I acquired two of my best bottles this year, one dug and one bought. Here is my best dug bottle for 2009, a rare pontiled cone ink in emerald green.


----------



## Jim (Dec 31, 2009)

The best bottle I bought this year is this local iron pontil soda, which is one of only about seven that are known to exist.


----------



## morbious_fod (Dec 31, 2009)

My personal best find this year was a Cummings & McKinney Hutchinson bottle from the small coal mining town of Pocahontas, VA. The glass company that made the bottle was only in operation from 1892-93. Aside from a few small chips its in awesome condition.


----------



## Poison_Us (Dec 31, 2009)

Trog, the embossing on that bottle is just incredible.  Would never have guessed by looking at it that it was a Whiskey.  Lovely.

 Gunth, I have faith in you.  You will get your skull one day...


----------



## TROG (Dec 31, 2009)

The thistle sticks out about a 1/4 inch from the surface.



> ORIGINAL:  Poison_Us
> 
> Trog, the embossing on that bottle is just incredible.Â  Would never have guessed by looking at it that it was a Whiskey.Â  Lovely.
> 
> Gunth, I have faith in you.Â  You will get your skull one day...


----------



## beendiggin (Dec 31, 2009)

> Gunth, I have faith in you.  You will get your skull one day...


 

  []


----------



## bottlechaser62 (Dec 31, 2009)

Awesome find........Not sure how I would react if I pulled that out of the dirt!!


----------



## bottlechaser62 (Dec 31, 2009)

I dont have anything rare but dug the smaller inks (Signet and Underwoods) and then aquired their larger counterpart on Ebay this year!!


----------



## Just Dig it (Dec 31, 2009)

New years Day..figured id toss a little 6$ flea market find in the mix..didnt dig this pretty lady...but  aint she a beaut?

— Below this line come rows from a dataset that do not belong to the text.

use std::fs;
use std::path::{Path, PathBuf};
use std::sync::Arc;

use regex::Regex;
use tdspu::catalog::CatalogLayout;
use tdspu::testing::MemoryReader;
use tdspu::{
    CatalogRun, Error, FunctionRegistry, ListEnumerator, Pipeline, Renderer, RunConfig,
    WalkDirEnumerator,
};

const UNITS: &str = "days since 1850-01-01";

const CONFIG: &str = r#"
drs: [project, model, experiment, table, ensemble, variable]
grouping:
  facets: [model, table, ensemble, variable]
matching:
  temporal: [table]
  ignore: []
  projects:
    CMIP5:
      ignore: [ensemble]
output:
  ncml: "{model}/{table}/{variable}_{ensemble}.ncml"
catalog:
  name: test
  filter_facets: [variable, table]
"#;

struct Tree {
    _tmp: tempfile::TempDir,
    root: PathBuf,
    dest: PathBuf,
}

fn touch(root: &Path, rel: &str) -> PathBuf {
    let path = root.join(rel);
    fs::create_dir_all(path.parent().expect("has parent")).expect("mkdir");
    fs::write(&path, vec![0u8; 100]).expect("write");
    path
}

fn tree() -> (Tree, MemoryReader) {
    let tmp = tempfile::tempdir().expect("tempdir");
    let root = tmp.path().join("data");
    let dest = tmp.path().join("out");

    let d1 = touch(&root, "CMIP5/M/hist/day/r1i1p1/tas/tas_day_M_hist_r1i1p1_1850.nc");
    let d2 = touch(&root, "CMIP5/M/hist/day/r1i1p1/tas/tas_day_M_hist_r1i1p1_1851.nc");
    let m1 = touch(&root, "CMIP5/M/hist/Amon/r1i1p1/tas/tas_Amon_M_hist_r1i1p1_1850.nc");
    let _fx = touch(&root, "CMIP5/M/hist/fx/r0i0p0/areacella/areacella_fx_M_hist_r0i0p0.nc");
    let _bad = touch(&root, "CMIP5/M/hist/day/stray.nc");

    let reader = MemoryReader::new()
        .with_time(&d1, UNITS, 365, 0.5, 1.0)
        .with_time(&d2, UNITS, 365, 365.5, 1.0)
        .with_time(&m1, UNITS, 12, 15.5, 30.0);
    (Tree { _tmp: tmp, root, dest }, reader)
}

fn pipeline(config: RunConfig, reader: MemoryReader) -> Pipeline {
    let renderer = Renderer::new(&FunctionRegistry::builtin()).expect("built-in templates");
    Pipeline::new(config, renderer, Arc::new(reader))
}

fn member_locations(xml: &str) -> Vec<String> {
    let start = xml.find("type=\"joinExisting\"").expect("joinExisting");
    let end = start + xml[start..].find("</aggregation>").expect("end");
    Regex::new(r#"location="([^"]*)""#)
        .expect("regex")
        .captures_iter(&xml[start..end])
        .map(|c| c[1].to_string())
        .collect()
}

#[tokio::test]
async fn test_ncml_run_writes_documents_and_catalog() -> tdspu::Result<()> {
    let (tree, reader) = tree();
    let config = RunConfig::from_yaml(CONFIG)?;
    let pipeline = pipeline(config, reader);

    let run = CatalogRun::default();
    let report = pipeline
        .run_ncml(&tree.root, &WalkDirEnumerator::new(), &tree.dest, Some(&run))
        .await?;

    assert!(report.is_success(), "{report}");
    assert_eq!(report.accepted, 4);
    assert_eq!(report.rejected.len(), 1);
    assert_eq!(report.rejected[0].kind, "SchemaMismatch");
    assert_eq!(report.groups, 2);
    assert_eq!(report.fixed, 1);
    assert_eq!(report.written.len(), 3);
    assert_eq!(report.notices.len(), 1);
    assert_eq!(report.notices[0].kind, "InsufficientSamples");

    let day = fs::read_to_string(tree.dest.join("M/day/tas_r1i1p1.ncml"))?;
    let locations = member_locations(&day);
    assert_eq!(locations.len(), 2);
    assert!(locations[0].ends_with("tas_day_M_hist_r1i1p1_1850.nc"));
    assert!(locations[1].ends_with("tas_day_M_hist_r1i1p1_1851.nc"));
    assert!(day.contains(r#"<values start="0.5" increment="365.0"/>"#));
    assert!(day.contains(r#"<attribute name="size" type="long" value="300"/>"#));

    let mon = fs::read_to_string(tree.dest.join("M/Amon/tas_r1i1p1.ncml"))?;
    assert!(!mon.contains("increment="));
    for doc in [&day, &mon] {
        assert!(doc.contains("areacella_fx_M_hist_r0i0p0.nc"));
    }

    let catalog = fs::read_to_string(tree.dest.join("catalog.xml"))?;
    assert!(catalog.contains(r#"<catalog name="test""#));
    assert_eq!(catalog.matches("<dataset ").count(), 2);
    Ok(())
}

#[tokio::test]
async fn test_failed_output_does_not_stop_siblings() -> tdspu::Result<()> {
    let (tree, reader) = tree();
    fs::create_dir_all(tree.dest.join("M"))?;
    fs::write(tree.dest.join("M/Amon"), b"in the way")?;

    let pipeline = pipeline(RunConfig::from_yaml(CONFIG)?, reader);
    let report = pipeline
        .run_ncml(&tree.root, &WalkDirEnumerator::new(), &tree.dest, None)
        .await?;

    assert_eq!(report.failures.len(), 1);
    assert_eq!(report.failures[0].kind, "OutputWriteFailure");
    assert_eq!(report.written, vec![tree.dest.join("M/day/tas_r1i1p1.ncml")]);
    Ok(())
}

#[tokio::test]
async fn test_regeneration_is_identical() -> tdspu::Result<()> {
    let (tree, reader) = tree();
    let pipeline = pipeline(RunConfig::from_yaml(CONFIG)?, reader);

    _ = pipeline
        .run_ncml(&tree.root, &WalkDirEnumerator::new(), &tree.dest, None)
        .await?;
    let first = fs::read_to_string(tree.dest.join("M/day/tas_r1i1p1.ncml"))?;
    _ = pipeline
        .run_ncml(&tree.root, &WalkDirEnumerator::new(), &tree.dest, None)
        .await?;
    let second = fs::read_to_string(tree.dest.join("M/day/tas_r1i1p1.ncml"))?;
    assert_eq!(first, second);

    let leftovers: Vec<_> = fs::read_dir(tree.dest.join("M/day"))?.collect();
    assert_eq!(leftovers.len(), 1);
    Ok(())
}

#[tokio::test]
async fn test_catalog_run_split_by_table() -> tdspu::Result<()> {
    let (tree, reader) = tree();
    let pipeline = pipeline(RunConfig::from_yaml(CONFIG)?, reader);

    let run = CatalogRun {
        ncml_dir: None,
        scan: true,
        layout: CatalogLayout::Flat,
        split_by: Some("table".to_string()),
    };
    let report = pipeline
        .run_catalog(&tree.root, &WalkDirEnumerator::new(), &tree.dest, &run)
        .await?;
    assert!(report.is_success(), "{report}");
    assert_eq!(report.written.len(), 3);

    let root = fs::read_to_string(tree.dest.join("catalog.xml"))?;
    assert!(root.contains(r#"xlink:href="Amon/catalog.xml""#));
    assert!(root.contains(r#"xlink:href="day/catalog.xml""#));

    let day = fs::read_to_string(tree.dest.join("day/catalog.xml"))?;
    assert!(day.contains(r#"<include wildcard="tas_day*"/>"#));
    assert!(day.contains("<datasetScan "));
    Ok(())
}

#[tokio::test]
async fn test_catalog_rejects_unknown_split_facet() -> tdspu::Result<()> {
    let (tree, reader) = tree();
    let pipeline = pipeline(RunConfig::from_yaml(CONFIG)?, reader);
    let run = CatalogRun {
        split_by: Some("realm".to_string()),
        ..CatalogRun::default()
    };
    let err = pipeline
        .run_catalog(&tree.root, &WalkDirEnumerator::new(), &tree.dest, &run)
        .await
        .expect_err("realm is not a grouping facet");
    assert!(matches!(err, Error::UnknownFacet { .. }));
    Ok(())
}

#[tokio::test]
async fn test_file_list_input() -> tdspu::Result<()> {
    let (tree, reader) = tree();
    let pipeline = pipeline(RunConfig::from_yaml(CONFIG)?, reader);
    let list = ListEnumerator::from_reader(
        "CMIP5/M/hist/day/r1i1p1/tas/tas_day_M_hist_r1i1p1_1850.nc\n".as_bytes(),
    )?;

    let report = pipeline.run_ncml(&tree.root, &list, &tree.dest, None).await?;
    assert_eq!(report.accepted, 1);
    assert_eq!(report.groups, 1);
    assert_eq!(report.notices.len(), 1);
    Ok(())
}

#[tokio::test]
async fn test_wrong_drs_aborts_run() -> tdspu::Result<()> {
    let (tree, reader) = tree();
    let config = RunConfig::from_yaml(
        r#"
drs: [project, model, variable]
grouping:
  facets: [model, variable]
output:
  ncml: "{model}_{variable}.ncml"
catalog:
  filter_facets: [variable]
"#,
    )?;
    let err = pipeline(config, reader)
        .run_ncml(&tree.root, &WalkDirEnumerator::new(), &tree.dest, None)
        .await
        .expect_err("no file matches a three-level DRS");
    assert!(matches!(err, Error::SchemaMisconfigured { .. }));
    assert!(!tree.dest.exists());
    Ok(())
}

#[tokio::test]
async fn test_colliding_document_paths_fail_the_later_group() -> tdspu::Result<()> {
    let tmp = tempfile::tempdir()?;
    let root = tmp.path().join("data");
    let dest = tmp.path().join("out");
    let first = touch(&root, "x_y/z/f_1.nc");
    let second = touch(&root, "x/y_z/f_1.nc");
    let reader = MemoryReader::new()
        .with_time(&first, UNITS, 1, 0.0, 1.0)
        .with_time(&second, UNITS, 1, 100.0, 1.0);
    let config = RunConfig::from_yaml(
        r#"
drs: [a, b]
variable_facet: b
grouping:
  facets: [a, b]
output:
  ncml: "{a}_{b}.ncml"
catalog:
  filter_facets: []
"#,
    )?;

    let report = pipeline(config, reader)
        .run_ncml(&root, &WalkDirEnumerator::new(), &dest, None)
        .await?;

    assert_eq!(report.groups, 2);
    assert_eq!(report.written, vec![dest.join("x_y_z.ncml")]);
    assert_eq!(report.failures.len(), 1);
    assert_eq!(report.failures[0].kind, "OutputWriteFailure");
    assert_eq!(report.failures[0].target, "x_y_z");
    assert!(report.failures[0].reason.contains("already written"));
    assert!(!report.is_success());

    let kept = fs::read_to_string(dest.join("x_y_z.ncml"))?;
    assert!(kept.contains("x/y_z/f_1.nc"), "{kept}");
    Ok(())
}

#[tokio::test]
async fn test_catalog_roots_default_to_run_directories() -> tdspu::Result<()> {
    let (tree, reader) = tree();
    let pipeline = pipeline(RunConfig::from_yaml(CONFIG)?, reader);
    let run = CatalogRun::default();
    _ = pipeline
        .run_ncml(&tree.root, &WalkDirEnumerator::new(), &tree.dest, Some(&run))
        .await?;

    let catalog = fs::read_to_string(tree.dest.join("catalog.xml"))?;
    let root = format!(
        r#"<datasetRoot path="test" location="{}"/>"#,
        tree.dest.display()
    );
    assert!(catalog.contains(&root), "{catalog}");
    assert!(catalog.contains(r#"urlPath="test/M/day/tas_r1i1p1.ncml""#), "{catalog}");
    assert!(catalog.contains(r#"urlPath="test/M/Amon/tas_r1i1p1.ncml""#), "{catalog}");
    Ok(())
}

#[tokio::test]
async fn test_scans_cover_every_member_directory() -> tdspu::Result<()> {
    let tmp = tempfile::tempdir()?;
    let root = tmp.path().join("data");
    let dest = tmp.path().join("out");
    _ = touch(&root, "CMIP5/M/hist/day/r1i1p1/tas/tas_day_M_hist_r1i1p1_1850.nc");
    _ = touch(&root, "CMIP5/M/hist/day/r2i1p1/tas/tas_day_M_hist_r2i1p1_1850.nc");
    let config = RunConfig::from_yaml(
        r#"
drs: [project, model, experiment, table, ensemble, variable]
grouping:
  facets: [model, table, variable]
output:
  ncml: "{model}/{table}_{variable}.ncml"
catalog:
  name: test
"#,
    )?;
    let run = CatalogRun {
        scan: true,
        ..CatalogRun::default()
    };

    let report = pipeline(config, MemoryReader::new())
        .run_catalog(&root, &WalkDirEnumerator::new(), &dest, &run)
        .await?;
    assert_eq!(report.groups, 1);

    let catalog = fs::read_to_string(dest.join("catalog.xml"))?;
    assert_eq!(catalog.matches("<datasetScan ").count(), 2, "{catalog}");
    assert!(catalog.contains(r#"path="test_data/CMIP5/M/hist/day/r1i1p1/tas""#), "{catalog}");
    assert!(catalog.contains(r#"path="test_data/CMIP5/M/hist/day/r2i1p1/tas""#), "{catalog}");
    assert!(catalog.contains(r#"ID="M_day_tas_files_2""#), "{catalog}");
    Ok(())
}

#[tokio::test]
async fn test_unwritten_document_is_a_notice() -> tdspu::Result<()> {
    let (tree, reader) = tree();
    let pipeline = pipeline(RunConfig::from_yaml(CONFIG)?, reader);
    let run = CatalogRun {
        ncml_dir: Some(tree.dest.join("never-written")),
        ..CatalogRun::default()
    };

    let report = pipeline
        .run_catalog(&tree.root, &WalkDirEnumerator::new(), &tree.dest, &run)
        .await?;
    assert!(report.is_success(), "{report}");
    assert_eq!(report.notices.len(), 2);
    assert!(report.notices.iter().all(|n| n.kind == "DocumentMissing"));
    Ok(())
}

 still cant find any listings for a bourbon variant On the GIV-7 anywhere


----------



## Just Dig it (Dec 31, 2009)

P.s When it comes down to it i pick Charlies Bottle o Crack...Reminds me of  New Bedford


----------



## NorCalBottleHunter (Dec 31, 2009)

Here's my one, we pulled from a pit here in my home town and my most favorite whiskey
                               her first shot of daylight in a 100 years!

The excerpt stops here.